The Secret World
- Genre: Comedy radio
- Running time: 30 minutes
- Home station: BBC Radio 4
- Starring: Jon Culshaw Lewis Macleod Duncan Wisbey Margaret Cabourn-Smith Julian Dutton Sarah Hadland (Series 1) Jess Robinson (Series 1 & 2) Debra Stephenson (Series 3 & 4) Peter Sallis Duncan Wisbey (Series 4)
- Created by: Bill Dare
- Written by: Bill Dare Julian Dutton Duncan Wisbey (Series 1 & 3–4) Tom Jamieson (Series 1) Nev Fountain (Series 1) Joel Morrison (Series 1) Jason Hazeley (Series 1) Renton Skinner (Series 1) Rufus Jones (Series 1) Stephen Carlin (Series 1) James Sherwood (Series 1) Will Smith (Series 1)
- Produced by: Bill Dare
- Original release: 21 April 2009 – 2 January 2014
- No. of series: 4
- No. of episodes: 21
- Website: www.bbc.co.uk/programmes/b00svnmg

= The Secret World (radio series) =

The Secret World is a comedy radio series using impressionists broadcast on BBC Radio 4. Using many of the creative team from the long-running series Dead Ringers, and originating as part of Radio 4's Happy Mondays pilot strand in 2008, the Secret World takes a subtler, more naturalistic approach, using famous figures in various bizarre yet humdrum situations, the comedy arising from the juxtapositions of contrasting characters and situations.

==Sketches==
Sketches include:
- An ever-humble Jools Holland dealing with various situations, often with other-familiar fans. (Series 1)
- Alan Sugar as a therapist, with clients including Ringo Starr worrying that the Beatles may be over, and a post-PM Tony Blair concerned about his worth. (Series 1)
- Rolf Harris is revealed as Banksy. (Series 1)
- Gordon Brown – usually in the bath – consulting with Alistair Darling about how to appear humorous in public. (Series 1)
- Bill Gates trying to recruit a friend. (Series 1)
- John Humphrys dealing with a new Health and Safety culture at the BBC. (Series 1)
- Peter Mandelson attempting to demonstrate his delusionally imagined superhuman skills. (Series 1)
- The Arctic Monkeys obsessed with Woman's Hour. (Series 1)
- Morrissey arguing with various people about petty linguistic errors. (Series 1)
- William Hague's domestic concerns. (Series 1)
- Richard Dawkins trying to launch a singing career. (Series 1–2)
- Boy George and Abu Hamza al-Masri bonding while sharing a jail cell. (Series 1–2)
- Ray Winstone, Bob Hoskins and Ross Kemp in various scrapes – including getting trapped in a duvet, and being besieged by a ladybird. (Series 1–2)
- Al Pacino relentlessly regaling John Humphrys with conspiracy theories. (Series 2)
- David Beckham tries to commission a rainbow from James Cameron and a real dinosaur from Steven Spielberg for his children's party. (Series 2)
- David Attenborough in meetings with young BBC executives who wish to dumb-down and sex-up his documentaries. (Series 2)
- Alan Bennett responding to spam emails in his characteristic style. (Series 2–3)
- The Archbishop of Canterbury comes to terms with social media. (Series 3)
- Brian Cox is stalked by various female Radio 4 presenters. (Series 3)
- Danny Boyle applies his grand theatrical ambitions to a village pantomime. (Series 3)
- Peter Sallis invents a new type of fuel, only to be foiled by a conspiracy. (Series 3)
The sketches and characters often overlap to create an interwoven narrative during the episode.
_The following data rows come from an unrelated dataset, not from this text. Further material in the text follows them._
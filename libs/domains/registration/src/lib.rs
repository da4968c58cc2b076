//! Registration Domain
//!
//! Notifies administrators by email when user accounts are created or
//! validated.
//!
//! # Architecture
//!
//! ```text
//! ┌─────────────────┐
//! │  Document save  │  ← DocumentCreated / DocumentUpdated
//! └────────┬────────┘
//!          │
//! ┌────────▼────────┐
//! │ "usercreation"  │  ← TransitionClassifier, reads previous revision
//! └────────┬────────┘
//!          │
//! ┌────────▼──────────────┐
//! │ "registrationNotifier"│  ← NotificationPolicy, re-read per event
//! └────────┬──────────────┘
//!          │
//! ┌────────▼────────┐
//! │   Dispatcher    │  ← one templated mail per recipient
//! └────────┬────────┘
//!          │
//! ┌────────▼────────┐
//! │ Email Provider  │  ← SMTP, mock
//! └─────────────────┘
//! ```
//!
//! # Usage
//!
//! ```rust,ignore
//! use domain_registration::{
//!     ComponentRegistry, InMemoryDocumentStore, RegistrationNotifierConfig,
//!     RegistrationPipeline, TemplateEngine, TemplateMailSender, mail::SmtpProvider,
//! };
//!
//! let mail = TemplateMailSender::new(SmtpProvider::mailhog()?, TemplateEngine::new()?);
//! let pipeline = RegistrationPipeline::install(
//!     ComponentRegistry::global(),
//!     Arc::new(InMemoryDocumentStore::new()),
//!     RegistrationNotifierConfig::from_env(),
//!     Arc::new(mail),
//! )
//! .await?;
//!
//! pipeline.save(document).await;
//! ```

pub mod classifier;
pub mod config;
pub mod dispatcher;
pub mod error;
pub mod listener;
pub mod mail;
pub mod models;
pub mod notifier;
pub mod observation;
pub mod pipeline;
pub mod policy;
pub mod store;

// Re-export commonly used types
pub use classifier::TransitionClassifier;
pub use config::{
    EnvPreferenceSource, InMemoryPreferenceSource, PreferenceSource, RegistrationNotifierConfig,
};
pub use dispatcher::{DispatchOutcome, FailedDelivery, NotificationDispatcher};
pub use error::{MailError, RegistrationError, RegistrationResult, StoreError};
pub use listener::UserLifecycleListener;
pub use mail::{MailSender, TemplateEngine, TemplateMail, TemplateMailSender};
pub use models::{
    Document, DocumentReference, FieldValue, LifecycleEvent, LifecycleKind, MutationEvent,
    MutationKind, Record, UserData,
};
pub use notifier::RegistrationNotifier;
pub use observation::{
    ComponentRegistry, Event, EventKind, EventListener, EventPublisher, ObservationManager,
};
pub use pipeline::RegistrationPipeline;
pub use policy::{DeliveryStrategy, NotificationMode, NotificationPolicy, should_notify};
pub use store::{DocumentStore, InMemoryDocumentStore};
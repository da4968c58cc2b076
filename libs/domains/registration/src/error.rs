//! Error types for the registration notification domain.

use thiserror::Error;

/// Result type for registration operations.
pub type RegistrationResult<T> = Result<T, RegistrationError>;

/// Result type for document store operations.
pub type StoreResult<T> = Result<T, StoreError>;

/// Result type for mail operations.
pub type MailResult<T> = Result<T, MailError>;

/// Errors surfaced while processing a single event.
///
/// None of these abort the surrounding event pipeline: the observation
/// manager logs them and moves on to the next listener.
#[derive(Debug, Error)]
pub enum RegistrationError {
    /// The previous revision of a user document could not be read.
    #[error("Error while retrieving previous version of document [{document}]")]
    HistoryRetrieval {
        document: String,
        #[source]
        source: StoreError,
    },

    /// A lazily resolved collaborator was not available at first use.
    #[error("Could not resolve collaborator: {0}")]
    CollaboratorResolution(String),

    /// A collaborator was registered twice.
    #[error("Collaborator already registered: {0}")]
    AlreadyRegistered(String),

    /// Sending the notification to a recipient failed.
    #[error("Failed to deliver notification to [{recipient}]")]
    MailDelivery {
        recipient: String,
        #[source]
        source: MailError,
    },
}

/// Errors returned by a document store.
#[derive(Debug, Error)]
pub enum StoreError {
    /// The requested revision does not exist.
    #[error("Revision {version} of document [{document}] not found")]
    RevisionNotFound { document: String, version: String },

    /// The document has no recorded predecessor.
    #[error("Document [{0}] has no previous revision")]
    NoPreviousRevision(String),

    /// Invalid document reference.
    #[error("Invalid document reference: {0}")]
    InvalidReference(String),

    /// Backend failure (history unavailable or corrupt).
    #[error("Document store error: {0}")]
    Backend(String),
}

/// Errors returned by the mail collaborator.
#[derive(Debug, Error)]
pub enum MailError {
    /// Template missing or failed to render.
    #[error("Template error: {0}")]
    Template(String),

    /// Provider error (SMTP, etc.).
    #[error("Provider error: {0}")]
    Provider(String),
}

impl From<handlebars::RenderError> for MailError {
    fn from(err: handlebars::RenderError) -> Self {
        MailError::Template(err.to_string())
    }
}

impl From<eyre::Report> for MailError {
    fn from(err: eyre::Report) -> Self {
        MailError::Provider(format!("{:#}", err))
    }
}
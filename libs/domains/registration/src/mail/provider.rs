//! Email transport providers.

use async_trait::async_trait;
use eyre::Result;
use serde::{Deserialize, Serialize};

/// Fully rendered message ready for a transport.
#[derive(Debug, Clone, PartialEq, Eq, Serialize, Deserialize)]
pub struct Email {
    /// Unique identifier for the email
    pub id: String,
    /// Sender; providers fall back to their configured address when absent
    pub from: Option<String>,
    pub to: String,
    #[serde(default)]
    pub cc: Vec<String>,
    #[serde(default)]
    pub bcc: Vec<String>,
    pub subject: String,
    pub body_text: Option<String>,
    pub body_html: Option<String>,
}

impl Email {
    /// Create a new email with required fields
    pub fn new(to: impl Into<String>, subject: impl Into<String>) -> Self {
        Self {
            id: uuid::Uuid::new_v4().to_string(),
            from: None,
            to: to.into(),
            cc: Vec::new(),
            bcc: Vec::new(),
            subject: subject.into(),
            body_text: None,
            body_html: None,
        }
    }

    pub fn with_from(mut self, from: impl Into<String>) -> Self {
        self.from = Some(from.into());
        self
    }

    pub fn with_text(mut self, text: impl Into<String>) -> Self {
        self.body_text = Some(text.into());
        self
    }

    pub fn with_html(mut self, html: impl Into<String>) -> Self {
        self.body_html = Some(html.into());
        self
    }
}

/// Result of sending an email
#[derive(Debug, Clone, PartialEq, Eq)]
pub struct SendResult {
    /// Provider-specific message ID
    pub message_id: String,
}

/// Trait for email providers
#[async_trait]
pub trait EmailProvider: Send + Sync {
    /// Send an email
    async fn send(&self, email: &Email) -> Result<SendResult>;

    /// Check if the provider is healthy
    async fn health_check(&self) -> Result<()>;

    /// Get provider name
    fn name(&self) -> &'static str;
}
The series won the Gold award for Best Comedy at the 2014 Radio Academy Awards. The organisers explained: "The judges felt that the greatest joy of The Secret World was in the sharpness of the writing and the highly entertaining performances. This wasn't just satire. It was satire with great imagination. Eavesdropping on the imagined lives of the famous, set in fanciful situations, provided the perfect vehicle for the team's excellent impressionist skills which stayed in the judges' minds long after the programme was over."